Activity
Return all lines from the listing below that include the word "whispers".
(Beginning of Source material)
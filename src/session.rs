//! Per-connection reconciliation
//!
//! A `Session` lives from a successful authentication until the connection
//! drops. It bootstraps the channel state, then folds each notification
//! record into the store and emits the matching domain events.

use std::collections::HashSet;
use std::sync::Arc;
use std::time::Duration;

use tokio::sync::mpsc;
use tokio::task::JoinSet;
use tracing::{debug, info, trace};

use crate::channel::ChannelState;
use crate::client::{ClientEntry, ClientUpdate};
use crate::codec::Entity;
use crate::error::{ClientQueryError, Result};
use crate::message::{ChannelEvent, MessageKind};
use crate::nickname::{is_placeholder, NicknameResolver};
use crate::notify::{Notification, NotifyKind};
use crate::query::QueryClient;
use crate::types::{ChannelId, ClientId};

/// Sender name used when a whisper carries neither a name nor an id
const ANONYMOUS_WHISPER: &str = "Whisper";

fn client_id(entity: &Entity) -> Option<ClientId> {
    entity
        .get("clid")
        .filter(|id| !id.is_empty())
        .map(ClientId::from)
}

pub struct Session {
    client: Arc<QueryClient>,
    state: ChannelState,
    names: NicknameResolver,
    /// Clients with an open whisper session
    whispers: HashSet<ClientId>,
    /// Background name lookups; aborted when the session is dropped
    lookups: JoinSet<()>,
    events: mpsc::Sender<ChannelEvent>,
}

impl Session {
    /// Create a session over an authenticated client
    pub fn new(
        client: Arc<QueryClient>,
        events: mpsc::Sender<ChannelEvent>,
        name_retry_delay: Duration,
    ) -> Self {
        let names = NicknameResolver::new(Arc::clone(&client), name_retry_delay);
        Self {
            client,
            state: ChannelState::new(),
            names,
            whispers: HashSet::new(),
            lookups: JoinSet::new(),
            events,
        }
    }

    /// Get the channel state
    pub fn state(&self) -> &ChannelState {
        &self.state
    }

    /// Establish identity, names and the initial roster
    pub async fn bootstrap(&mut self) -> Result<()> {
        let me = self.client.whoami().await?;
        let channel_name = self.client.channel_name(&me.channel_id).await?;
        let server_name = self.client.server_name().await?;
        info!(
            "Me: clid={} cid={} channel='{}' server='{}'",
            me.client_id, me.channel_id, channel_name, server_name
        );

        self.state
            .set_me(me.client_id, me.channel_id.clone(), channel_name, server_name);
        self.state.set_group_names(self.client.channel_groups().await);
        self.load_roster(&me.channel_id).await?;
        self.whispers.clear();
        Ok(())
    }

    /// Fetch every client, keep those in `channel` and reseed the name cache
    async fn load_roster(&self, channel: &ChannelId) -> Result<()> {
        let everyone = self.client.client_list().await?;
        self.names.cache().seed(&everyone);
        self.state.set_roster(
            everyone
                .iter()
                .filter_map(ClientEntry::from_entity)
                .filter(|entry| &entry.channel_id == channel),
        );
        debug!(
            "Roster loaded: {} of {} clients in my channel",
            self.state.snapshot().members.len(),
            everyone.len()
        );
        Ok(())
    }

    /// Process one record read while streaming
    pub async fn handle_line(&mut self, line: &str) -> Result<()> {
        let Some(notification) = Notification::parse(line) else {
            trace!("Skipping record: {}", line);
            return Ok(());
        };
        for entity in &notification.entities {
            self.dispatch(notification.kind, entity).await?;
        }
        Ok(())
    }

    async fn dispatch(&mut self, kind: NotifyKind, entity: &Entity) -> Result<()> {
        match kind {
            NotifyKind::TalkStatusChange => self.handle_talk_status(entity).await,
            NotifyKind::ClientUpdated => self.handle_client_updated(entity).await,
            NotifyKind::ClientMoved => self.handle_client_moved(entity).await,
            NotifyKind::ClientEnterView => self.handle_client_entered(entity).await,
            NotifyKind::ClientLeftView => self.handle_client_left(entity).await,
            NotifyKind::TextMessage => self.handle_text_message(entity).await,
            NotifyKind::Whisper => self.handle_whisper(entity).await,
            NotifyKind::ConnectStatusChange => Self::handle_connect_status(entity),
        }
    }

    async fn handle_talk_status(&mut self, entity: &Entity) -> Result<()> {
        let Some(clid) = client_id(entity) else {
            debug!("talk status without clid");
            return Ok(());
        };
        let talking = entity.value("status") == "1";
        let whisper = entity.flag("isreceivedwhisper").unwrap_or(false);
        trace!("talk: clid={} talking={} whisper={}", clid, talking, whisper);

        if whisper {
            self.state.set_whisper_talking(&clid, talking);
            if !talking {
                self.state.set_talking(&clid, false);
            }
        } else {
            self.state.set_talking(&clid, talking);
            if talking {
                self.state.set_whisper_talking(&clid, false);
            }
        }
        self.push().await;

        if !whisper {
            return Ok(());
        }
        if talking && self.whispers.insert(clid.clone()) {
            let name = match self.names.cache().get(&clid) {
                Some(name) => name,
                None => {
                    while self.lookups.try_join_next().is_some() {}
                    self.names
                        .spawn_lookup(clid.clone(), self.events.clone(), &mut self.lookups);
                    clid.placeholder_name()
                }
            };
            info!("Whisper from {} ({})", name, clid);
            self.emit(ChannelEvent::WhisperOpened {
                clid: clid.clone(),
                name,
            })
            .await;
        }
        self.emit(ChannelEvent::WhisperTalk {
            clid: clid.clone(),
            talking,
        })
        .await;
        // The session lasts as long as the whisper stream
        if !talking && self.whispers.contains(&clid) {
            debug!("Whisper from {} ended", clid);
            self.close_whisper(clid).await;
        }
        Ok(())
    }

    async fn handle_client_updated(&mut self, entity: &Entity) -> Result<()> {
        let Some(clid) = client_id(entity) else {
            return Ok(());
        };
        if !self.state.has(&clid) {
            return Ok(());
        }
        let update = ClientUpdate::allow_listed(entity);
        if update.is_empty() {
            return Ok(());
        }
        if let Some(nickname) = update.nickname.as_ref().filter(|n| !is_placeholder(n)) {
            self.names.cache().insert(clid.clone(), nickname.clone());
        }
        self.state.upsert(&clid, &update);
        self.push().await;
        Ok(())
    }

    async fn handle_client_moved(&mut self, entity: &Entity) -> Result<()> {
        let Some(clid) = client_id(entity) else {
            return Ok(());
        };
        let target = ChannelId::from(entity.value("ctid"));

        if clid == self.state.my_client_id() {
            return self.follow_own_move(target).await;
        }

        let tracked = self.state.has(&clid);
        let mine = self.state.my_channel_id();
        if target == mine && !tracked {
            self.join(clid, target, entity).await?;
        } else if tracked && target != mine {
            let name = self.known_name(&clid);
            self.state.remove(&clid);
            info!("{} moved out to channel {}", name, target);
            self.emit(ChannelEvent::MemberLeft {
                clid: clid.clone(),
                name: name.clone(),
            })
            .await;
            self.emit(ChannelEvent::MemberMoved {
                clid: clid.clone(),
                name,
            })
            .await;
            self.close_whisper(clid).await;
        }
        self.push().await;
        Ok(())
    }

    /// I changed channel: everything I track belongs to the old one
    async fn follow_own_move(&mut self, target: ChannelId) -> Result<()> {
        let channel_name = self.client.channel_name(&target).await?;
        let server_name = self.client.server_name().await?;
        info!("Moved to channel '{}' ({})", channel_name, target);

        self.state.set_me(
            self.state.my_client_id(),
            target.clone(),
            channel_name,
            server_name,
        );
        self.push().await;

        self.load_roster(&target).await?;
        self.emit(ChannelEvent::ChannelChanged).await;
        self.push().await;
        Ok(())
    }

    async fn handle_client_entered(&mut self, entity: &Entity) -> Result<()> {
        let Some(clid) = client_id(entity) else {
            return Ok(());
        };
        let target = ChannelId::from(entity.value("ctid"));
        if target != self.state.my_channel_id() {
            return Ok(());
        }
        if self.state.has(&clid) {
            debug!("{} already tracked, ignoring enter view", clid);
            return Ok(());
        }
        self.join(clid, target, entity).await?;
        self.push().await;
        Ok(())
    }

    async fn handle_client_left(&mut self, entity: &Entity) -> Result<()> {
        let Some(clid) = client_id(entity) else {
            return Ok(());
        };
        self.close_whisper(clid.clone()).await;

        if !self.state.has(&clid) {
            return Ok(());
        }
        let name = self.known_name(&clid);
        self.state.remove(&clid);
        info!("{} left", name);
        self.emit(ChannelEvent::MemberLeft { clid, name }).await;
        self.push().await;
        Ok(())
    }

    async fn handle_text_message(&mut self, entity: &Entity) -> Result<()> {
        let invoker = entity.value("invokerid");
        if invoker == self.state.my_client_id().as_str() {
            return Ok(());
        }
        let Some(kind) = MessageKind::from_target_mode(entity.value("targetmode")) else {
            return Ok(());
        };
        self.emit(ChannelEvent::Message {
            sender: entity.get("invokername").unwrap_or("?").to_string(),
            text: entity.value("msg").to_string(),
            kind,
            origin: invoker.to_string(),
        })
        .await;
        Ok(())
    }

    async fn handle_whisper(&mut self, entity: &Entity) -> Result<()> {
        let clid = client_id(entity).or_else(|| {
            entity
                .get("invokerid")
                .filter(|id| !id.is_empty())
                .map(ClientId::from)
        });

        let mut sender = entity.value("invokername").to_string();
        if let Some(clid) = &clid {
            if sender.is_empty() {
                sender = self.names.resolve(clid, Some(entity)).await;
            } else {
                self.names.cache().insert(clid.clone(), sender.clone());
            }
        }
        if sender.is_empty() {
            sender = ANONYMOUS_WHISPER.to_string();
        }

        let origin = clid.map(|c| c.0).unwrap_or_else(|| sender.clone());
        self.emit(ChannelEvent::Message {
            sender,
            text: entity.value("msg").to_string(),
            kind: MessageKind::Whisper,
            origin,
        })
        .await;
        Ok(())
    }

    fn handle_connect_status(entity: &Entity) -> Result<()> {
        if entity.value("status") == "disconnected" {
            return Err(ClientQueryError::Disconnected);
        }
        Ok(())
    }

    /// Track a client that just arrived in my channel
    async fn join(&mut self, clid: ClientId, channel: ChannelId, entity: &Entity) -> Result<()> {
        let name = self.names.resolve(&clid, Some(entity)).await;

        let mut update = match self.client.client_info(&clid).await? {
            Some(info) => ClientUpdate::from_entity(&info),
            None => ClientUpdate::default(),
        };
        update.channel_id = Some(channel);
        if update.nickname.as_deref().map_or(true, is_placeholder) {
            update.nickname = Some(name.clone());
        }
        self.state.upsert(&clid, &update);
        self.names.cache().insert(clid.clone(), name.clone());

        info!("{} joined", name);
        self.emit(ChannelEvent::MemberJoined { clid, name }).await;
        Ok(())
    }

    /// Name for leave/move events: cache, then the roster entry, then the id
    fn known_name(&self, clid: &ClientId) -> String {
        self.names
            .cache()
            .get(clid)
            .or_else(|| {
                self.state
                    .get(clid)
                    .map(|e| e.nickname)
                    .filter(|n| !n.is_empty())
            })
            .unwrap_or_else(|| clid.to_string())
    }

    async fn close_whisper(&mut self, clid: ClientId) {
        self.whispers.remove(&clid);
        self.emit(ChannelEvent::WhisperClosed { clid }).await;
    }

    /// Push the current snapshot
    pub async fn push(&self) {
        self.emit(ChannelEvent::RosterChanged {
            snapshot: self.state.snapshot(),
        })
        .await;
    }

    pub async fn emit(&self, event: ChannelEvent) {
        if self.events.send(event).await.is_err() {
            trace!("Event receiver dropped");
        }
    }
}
(End of Source material)
Response for this exercise
    whispers: HashSet<ClientId>,
            whispers: HashSet::new(),
        self.whispers.clear();
        if talking && self.whispers.insert(clid.clone()) {
        if !talking && self.whispers.contains(&clid) {
        self.whispers.remove(&clid);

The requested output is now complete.